Task to carry out ::
The data below needs to be returned exactly, line for line.

[Saved entries]

//! Scenario files describing a zoo and how its pictures will be classified.
//!
//! ```yaml
//! id: Z1
//! enclosures:
//!   - id: E1
//!     animal: Leo
//!     safe: true
//!     sick: true
//! ```

use std::collections::HashSet;
use std::fs;
use std::path::Path;

use serde::{Deserialize, Serialize};

use crate::domain::{Animal, Enclosure};
use crate::error::{InspectorError, Result};
use crate::simulation::{InMemoryZoo, ScriptedRecognition};

/// A zoo plus the verdicts the recognition system should return
#[derive(Debug, Clone, PartialEq, Eq, Serialize, Deserialize)]
pub struct Scenario {
    pub id: String,
    #[serde(default)]
    pub enclosures: Vec<EnclosureScenario>,
}

#[derive(Debug, Clone, PartialEq, Eq, Serialize, Deserialize)]
pub struct EnclosureScenario {
    pub id: String,
    pub animal: String,
    #[serde(default = "default_safe")]
    pub safe: bool,
    #[serde(default)]
    pub sick: bool,
}

fn default_safe() -> bool {
    true
}

impl Scenario {
    /// Read and validate a scenario file.
    pub fn load(path: impl AsRef<Path>) -> Result<Self> {
        let content = fs::read_to_string(path.as_ref())?;
        let scenario = Self::from_yaml(&content)?;
        log::info!(
            "Loaded scenario for zoo {} from {}",
            scenario.id,
            path.as_ref().display()
        );
        Ok(scenario)
    }

    pub fn from_yaml(content: &str) -> Result<Self> {
        let scenario: Self = serde_yaml::from_str(content)?;
        scenario.validate()?;
        Ok(scenario)
    }

    fn validate(&self) -> Result<()> {
        let mut ids = HashSet::new();
        let mut animals = HashSet::new();
        for enclosure in &self.enclosures {
            if !ids.insert(enclosure.id.as_str()) {
                return Err(InspectorError::Scenario(format!(
                    "Duplicate enclosure id {} in zoo {}",
                    enclosure.id, self.id
                )));
            }
            // verdicts are keyed by animal name, so names must be unique too
            if !animals.insert(enclosure.animal.as_str()) {
                return Err(InspectorError::Scenario(format!(
                    "Animal {} appears in more than one enclosure of zoo {}",
                    enclosure.animal, self.id
                )));
            }
        }
        Ok(())
    }

    /// Zoo holding the scenario's enclosures in file order
    pub fn zoo(&self) -> InMemoryZoo {
        let enclosures = self
            .enclosures
            .iter()
            .map(|e| Enclosure::new(e.id.clone(), Animal::new(e.animal.clone())))
            .collect();
        InMemoryZoo::new(self.id.clone(), enclosures)
    }

    /// Recognition system answering with the scenario's verdicts
    pub fn recognition(&self) -> ScriptedRecognition {
        self.enclosures
            .iter()
            .fold(ScriptedRecognition::new(), |recognition, e| {
                recognition
                    .with_enclosure(e.id.clone(), e.safe)
                    .with_animal(e.animal.clone(), e.sick)
            })
    }
}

Result of this task ::
//! Scenario files describing a zoo and how its pictures will be classified.
//!
//! ```yaml
//! id: Z1
//! enclosures:
//!   - id: E1
//!     animal: Leo
//!     safe: true
//!     sick: true
//! ```

use std::collections::HashSet;
use std::fs;
use std::path::Path;

use serde::{Deserialize, Serialize};

use crate::domain::{Animal, Enclosure};
use crate::error::{InspectorError, Result};
use crate::simulation::{InMemoryZoo, ScriptedRecognition};

/// A zoo plus the verdicts the recognition system should return
#[derive(Debug, Clone, PartialEq, Eq, Serialize, Deserialize)]
pub struct Scenario {
    pub id: String,
    #[serde(default)]
    pub enclosures: Vec<EnclosureScenario>,
}

#[derive(Debug, Clone, PartialEq, Eq, Serialize, Deserialize)]
pub struct EnclosureScenario {
    pub id: String,
    pub animal: String,
    #[serde(default = "default_safe")]
    pub safe: bool,
    #[serde(default)]
    pub sick: bool,
}

fn default_safe() -> bool {
    true
}

impl Scenario {
    /// Read and validate a scenario file.
    pub fn load(path: impl AsRef<Path>) -> Result<Self> {
        let content = fs::read_to_string(path.as_ref())?;
        let scenario = Self::from_yaml(&content)?;
        log::info!(
            "Loaded scenario for zoo {} from {}",
            scenario.id,
            path.as_ref().display()
        );
        Ok(scenario)
    }

    pub fn from_yaml(content: &str) -> Result<Self> {
        let scenario: Self = serde_yaml::from_str(content)?;
        scenario.validate()?;
        Ok(scenario)
    }

    fn validate(&self) -> Result<()> {
        let mut ids = HashSet::new();
        let mut animals = HashSet::new();
        for enclosure in &self.enclosures {
            if !ids.insert(enclosure.id.as_str()) {
                return Err(InspectorError::Scenario(format!(
                    "Duplicate enclosure id {} in zoo {}",
                    enclosure.id, self.id
                )));
            }
            // verdicts are keyed by animal name, so names must be unique too
            if !animals.insert(enclosure.animal.as_str()) {
                return Err(InspectorError::Scenario(format!(
                    "Animal {} appears in more than one enclosure of zoo {}",
                    enclosure.animal, self.id
                )));
            }
        }
        Ok(())
    }

    /// Zoo holding the scenario's enclosures in file order
    pub fn zoo(&self) -> InMemoryZoo {
        let enclosures = self
            .enclosures
            .iter()
            .map(|e| Enclosure::new(e.id.clone(), Animal::new(e.animal.clone())))
            .collect();
        InMemoryZoo::new(self.id.clone(), enclosures)
    }

    /// Recognition system answering with the scenario's verdicts
    pub fn recognition(&self) -> ScriptedRecognition {
        self.enclosures
            .iter()
            .fold(ScriptedRecognition::new(), |recognition, e| {
                recognition
                    .with_enclosure(e.id.clone(), e.safe)
                    .with_animal(e.animal.clone(), e.sick)
            })
    }
}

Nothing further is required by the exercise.